By: Dan Fay (firstname.lastname@example.org), June 2, 2020 8:37 am
Room: Moderated Discussions
> What I don't understand is how FP part of the core work.
> 1. I have no mental figure of relationship between integer pipeline and FP pipeline.
> 2. I don't understand why FP Load instructions can't be pipelined with other FP
> Load/Store instructions in the manner similar to their Integer counterparts.
> 3. TRM claims that computational FP instructions, like VADD.F32 or VMUL.F32
> have latency of 2 clocks and throughput of 1 per clock, but my measurements
> (on STM32F303) clearly show that the throughput is twice lower than claimed.
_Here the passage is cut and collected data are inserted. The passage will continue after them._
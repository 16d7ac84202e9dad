//! Power-up kinds and the timed-effect engine
//!
//! Every kind carries its effect in one declarative table ([`BuffKind::effect`]),
//! so adding a power-up is a single new match arm the compiler will ask for.
//! Durations, the boost factor and score deltas come from [`Tuning`].

use serde::{Deserialize, Serialize};

use super::state::PlayerState;
use crate::sanitize;
use crate::tuning::Tuning;

/// Power-up types
#[derive(Debug, Clone, Copy, PartialEq, Eq, Hash, Serialize, Deserialize)]
pub enum BuffKind {
    Shield,
    DoubleScore,
    SlowTime,
    Boost,
    ScorePlus,
    ScoreMinus,
}

/// What collecting a pickup does
#[derive(Debug, Clone, Copy, PartialEq)]
pub enum BuffEffect {
    /// Timed effect lasting the nominal duration (ms)
    Timed { duration_ms: f32 },
    /// Instant score change, floored at zero
    Score { delta: f32 },
}

impl BuffKind {
    /// All kinds in spawn-band order
    pub const ALL: [BuffKind; 6] = [
        BuffKind::Shield,
        BuffKind::DoubleScore,
        BuffKind::SlowTime,
        BuffKind::Boost,
        BuffKind::ScorePlus,
        BuffKind::ScoreMinus,
    ];

    /// Kinds that occupy a slot in the player's buff table
    pub const TIMED: [BuffKind; 4] = [
        BuffKind::Shield,
        BuffKind::DoubleScore,
        BuffKind::SlowTime,
        BuffKind::Boost,
    ];

    pub fn effect(self, tuning: &Tuning) -> BuffEffect {
        match self {
            BuffKind::Shield => BuffEffect::Timed {
                duration_ms: tuning.shield_ms,
            },
            BuffKind::DoubleScore => BuffEffect::Timed {
                duration_ms: tuning.double_score_ms,
            },
            BuffKind::SlowTime => BuffEffect::Timed {
                duration_ms: tuning.slow_time_ms,
            },
            BuffKind::Boost => BuffEffect::Timed {
                duration_ms: tuning.boost_ms,
            },
            BuffKind::ScorePlus => BuffEffect::Score {
                delta: tuning.score_pickup_delta,
            },
            BuffKind::ScoreMinus => BuffEffect::Score {
                delta: -tuning.score_pickup_delta,
            },
        }
    }

    /// Nominal duration for timed kinds, `None` for instantaneous ones
    pub fn nominal_duration_ms(self, tuning: &Tuning) -> Option<f32> {
        match self.effect(tuning) {
            BuffEffect::Timed { duration_ms } => Some(duration_ms),
            BuffEffect::Score { .. } => None,
        }
    }

    /// Half-open probability band `[lo, hi)` used by the buff spawner
    pub fn spawn_band(self) -> (f32, f32) {
        match self {
            BuffKind::Shield => (0.0, 0.15),
            BuffKind::DoubleScore => (0.15, 0.25),
            BuffKind::SlowTime => (0.25, 0.35),
            BuffKind::Boost => (0.35, 0.45),
            BuffKind::ScorePlus => (0.45, 0.55),
            BuffKind::ScoreMinus => (0.55, 0.65),
        }
    }

    /// Map a uniform roll in `[0, 1)` to at most one kind.
    /// Rolls at or above 0.65 produce nothing.
    pub fn from_roll(roll: f32) -> Option<Self> {
        Self::ALL.into_iter().find(|kind| {
            let (lo, hi) = kind.spawn_band();
            roll >= lo && roll < hi
        })
    }

    /// RGBA color tag used for pickups and their particle bursts
    pub fn color(self) -> u32 {
        match self {
            BuffKind::Shield => 0x00CCFFFF,
            BuffKind::DoubleScore => 0xFFD700FF,
            BuffKind::SlowTime => 0x6666FFFF,
            BuffKind::Boost => 0x00FF66FF,
            BuffKind::ScorePlus => 0x00FF00FF,
            BuffKind::ScoreMinus => 0xFF3333FF,
        }
    }

    /// Short glyph drawn on the pickup
    pub fn label(self) -> &'static str {
        match self {
            BuffKind::Shield => "S",
            BuffKind::DoubleScore => "x2",
            BuffKind::SlowTime => "T",
            BuffKind::Boost => "B",
            BuffKind::ScorePlus => "+",
            BuffKind::ScoreMinus => "-",
        }
    }

    pub fn as_str(self) -> &'static str {
        match self {
            BuffKind::Shield => "shield",
            BuffKind::DoubleScore => "doubleScore",
            BuffKind::SlowTime => "slowTime",
            BuffKind::Boost => "boost",
            BuffKind::ScorePlus => "scorePlus",
            BuffKind::ScoreMinus => "scoreMinus",
        }
    }

    pub fn parse(name: &str) -> Option<Self> {
        Self::ALL
            .into_iter()
            .find(|kind| kind.as_str().eq_ignore_ascii_case(name))
    }

    fn slot(self) -> Option<usize> {
        Self::TIMED.iter().position(|&k| k == self)
    }
}

/// Timer state of one timed buff
#[derive(Debug, Clone, Copy, Default, PartialEq, Serialize, Deserialize)]
pub struct BuffStatus {
    pub active: bool,
    pub remaining_ms: f32,
}

/// One slot per timed kind; instantaneous kinds are never stored
#[derive(Debug, Clone, Default, PartialEq, Serialize, Deserialize)]
pub struct BuffTable {
    slots: [BuffStatus; 4],
}

impl BuffTable {
    /// Status of a kind (instantaneous kinds always read as inactive)
    pub fn get(&self, kind: BuffKind) -> BuffStatus {
        kind.slot().map(|i| self.slots[i]).unwrap_or_default()
    }

    pub fn is_active(&self, kind: BuffKind) -> bool {
        self.get(kind).active
    }

    /// Iterate timed kinds with their status
    pub fn iter(&self) -> impl Iterator<Item = (BuffKind, BuffStatus)> + '_ {
        BuffKind::TIMED.into_iter().zip(self.slots.iter().copied())
    }

    fn get_mut(&mut self, kind: BuffKind) -> Option<&mut BuffStatus> {
        kind.slot().map(|i| &mut self.slots[i])
    }
}

/// Apply a collected pickup to the player
///
/// Timed kinds restart at their nominal duration; re-collecting one that is
/// already running resets it rather than extending it.
pub fn activate(player: &mut PlayerState, kind: BuffKind, tuning: &Tuning) {
    match kind.effect(tuning) {
        BuffEffect::Timed { duration_ms } => {
            if let Some(status) = player.buffs.get_mut(kind) {
                *status = BuffStatus {
                    active: true,
                    remaining_ms: duration_ms,
                };
            }
            if kind == BuffKind::Boost {
                player.speed = player.base_speed * tuning.boost_factor;
            }
            log::debug!("Buff {} active for {}ms", kind.as_str(), duration_ms);
        }
        BuffEffect::Score { delta } => {
            player.score = (player.score + delta).max(0.0);
        }
    }
}

/// Count down active timers by `dt_ms` and expire the ones that run out
///
/// Returns the kinds that expired this call.
pub fn update_timers(player: &mut PlayerState, dt_ms: f32) -> Vec<BuffKind> {
    let dt_ms = sanitize(dt_ms);
    let mut expired = Vec::new();

    for kind in BuffKind::TIMED {
        let Some(status) = player.buffs.get_mut(kind) else {
            continue;
        };
        if !status.active {
            continue;
        }
        status.remaining_ms -= dt_ms;
        if status.remaining_ms <= 0.0 {
            *status = BuffStatus::default();
            expired.push(kind);
        }
    }

    for &kind in &expired {
        if kind == BuffKind::Boost {
            player.speed = player.base_speed;
        }
        log::debug!("Buff {} expired", kind.as_str());
    }

    expired
}

#[cfg(test)]
mod tests {
    use super::*;
    use crate::sim::state::PlayField;

    const BOOST: f32 = 1.7;

    fn player() -> PlayerState {
        PlayerState::new(&PlayField::default(), &Tuning::default())
    }

    fn collect(p: &mut PlayerState, kind: BuffKind) {
        activate(p, kind, &Tuning::default());
    }

    #[test]
    fn test_bands_cover_65_percent() {
        assert_eq!(BuffKind::from_roll(0.0), Some(BuffKind::Shield));
        assert_eq!(BuffKind::from_roll(0.149), Some(BuffKind::Shield));
        assert_eq!(BuffKind::from_roll(0.15), Some(BuffKind::DoubleScore));
        assert_eq!(BuffKind::from_roll(0.3), Some(BuffKind::SlowTime));
        assert_eq!(BuffKind::from_roll(0.4), Some(BuffKind::Boost));
        assert_eq!(BuffKind::from_roll(0.5), Some(BuffKind::ScorePlus));
        assert_eq!(BuffKind::from_roll(0.6), Some(BuffKind::ScoreMinus));
        assert_eq!(BuffKind::from_roll(0.65), None);
        assert_eq!(BuffKind::from_roll(0.99), None);
    }

    #[test]
    fn test_reactivation_resets_instead_of_extending() {
        let mut p = player();
        collect(&mut p, BuffKind::Shield);
        update_timers(&mut p, 4000.0);
        assert_eq!(p.buffs.get(BuffKind::Shield).remaining_ms, 1000.0);

        collect(&mut p, BuffKind::Shield);
        assert_eq!(p.buffs.get(BuffKind::Shield).remaining_ms, 5000.0);
        assert!(p.buffs.is_active(BuffKind::Shield));
    }

    #[test]
    fn test_boost_speed_invariant() {
        let mut p = player();
        assert_eq!(p.speed, p.base_speed);

        collect(&mut p, BuffKind::Boost);
        assert_eq!(p.speed, p.base_speed * BOOST);

        // Re-collecting mid-boost does not compound the multiplier
        update_timers(&mut p, 1000.0);
        collect(&mut p, BuffKind::Boost);
        assert_eq!(p.speed, p.base_speed * BOOST);

        let expired = update_timers(&mut p, 4000.0);
        assert_eq!(expired, vec![BuffKind::Boost]);
        assert!(!p.buffs.is_active(BuffKind::Boost));
        assert_eq!(p.speed, p.base_speed);
    }

    #[test]
    fn test_expiry_clears_status() {
        let mut p = player();
        collect(&mut p, BuffKind::DoubleScore);
        assert!(update_timers(&mut p, 5999.0).is_empty());
        assert_eq!(update_timers(&mut p, 1.0), vec![BuffKind::DoubleScore]);
        assert_eq!(p.buffs.get(BuffKind::DoubleScore), BuffStatus::default());
    }

    #[test]
    fn test_score_pickups() {
        let mut p = player();
        collect(&mut p, BuffKind::ScorePlus);
        assert_eq!(p.score, 100.0);

        p.score = 50.0;
        collect(&mut p, BuffKind::ScoreMinus);
        assert_eq!(p.score, 0.0);

        // Instantaneous kinds never occupy a slot
        assert!(!p.buffs.is_active(BuffKind::ScorePlus));
    }

    #[test]
    fn test_degenerate_dt_is_ignored() {
        let mut p = player();
        collect(&mut p, BuffKind::SlowTime);
        update_timers(&mut p, f32::NAN);
        update_timers(&mut p, -500.0);
        assert_eq!(p.buffs.get(BuffKind::SlowTime).remaining_ms, 5000.0);
    }

    #[test]
    fn test_nominal_durations() {
        let tuning = Tuning::default();
        let durations: Vec<_> = BuffKind::ALL
            .into_iter()
            .map(|kind| kind.nominal_duration_ms(&tuning))
            .collect();
        assert_eq!(
            durations,
            vec![Some(5000.0), Some(6000.0), Some(5000.0), Some(4000.0), None, None]
        );
    }

    #[test]
    fn test_effects_follow_tuning() {
        let tuning = Tuning {
            boost_ms: 1000.0,
            boost_factor: 2.0,
            score_pickup_delta: 25.0,
            ..Default::default()
        };
        let mut p = player();
        activate(&mut p, BuffKind::Boost, &tuning);
        assert_eq!(p.speed, p.base_speed * 2.0);
        assert_eq!(p.buffs.get(BuffKind::Boost).remaining_ms, 1000.0);

        activate(&mut p, BuffKind::ScorePlus, &tuning);
        activate(&mut p, BuffKind::ScoreMinus, &tuning);
        activate(&mut p, BuffKind::ScorePlus, &tuning);
        assert_eq!(p.score, 25.0);
    }

    #[test]
    fn test_colors_and_labels_are_distinct() {
        for (i, a) in BuffKind::ALL.iter().enumerate() {
            assert!(!a.label().is_empty());
            assert_eq!(a.color() & 0xFF, 0xFF, "{} should be opaque", a.as_str());
            for b in &BuffKind::ALL[i + 1..] {
                assert_ne!(a.label(), b.label());
                assert_ne!(a.color(), b.color());
            }
        }
        assert_eq!(BuffKind::DoubleScore.label(), "x2");
        assert_eq!(BuffKind::ScoreMinus.color(), 0xFF3333FF);
    }

    #[test]
    fn test_parse_names() {
        assert_eq!(BuffKind::parse("doublescore"), Some(BuffKind::DoubleScore));
        assert_eq!(BuffKind::parse("laser"), None);
        for kind in BuffKind::ALL {
            assert_eq!(BuffKind::parse(kind.as_str()), Some(kind));
        }
    }
}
> 4. According to TRM, multiply-accumulate instructions, both fused (VFMA.F32) and non-fused
> (VMLA.F32) are slower than properly scheduled separate add+mul. If it's true then why
> compilers, in particular gcc, generate them when optimizing for speed (-O2)?
> 5. If VLDM.32 is really so much faster than the sequence of VLDR.32 as claimed
> in TRM then why gcc -O2 does not generate VLDM.32 at every opportunity?
I'm guessing that the FP ADD+MUL take up more code space than a single FMA instruction? I wouldn't be surprised that, even for -O2, they decide smaller code is worth the trouble with a microcontroller. What happens with -O3?
I'm also curious what ARM's compiler does. I'm going to try to look at what it generates for an M4F (specifically, an STM32F412).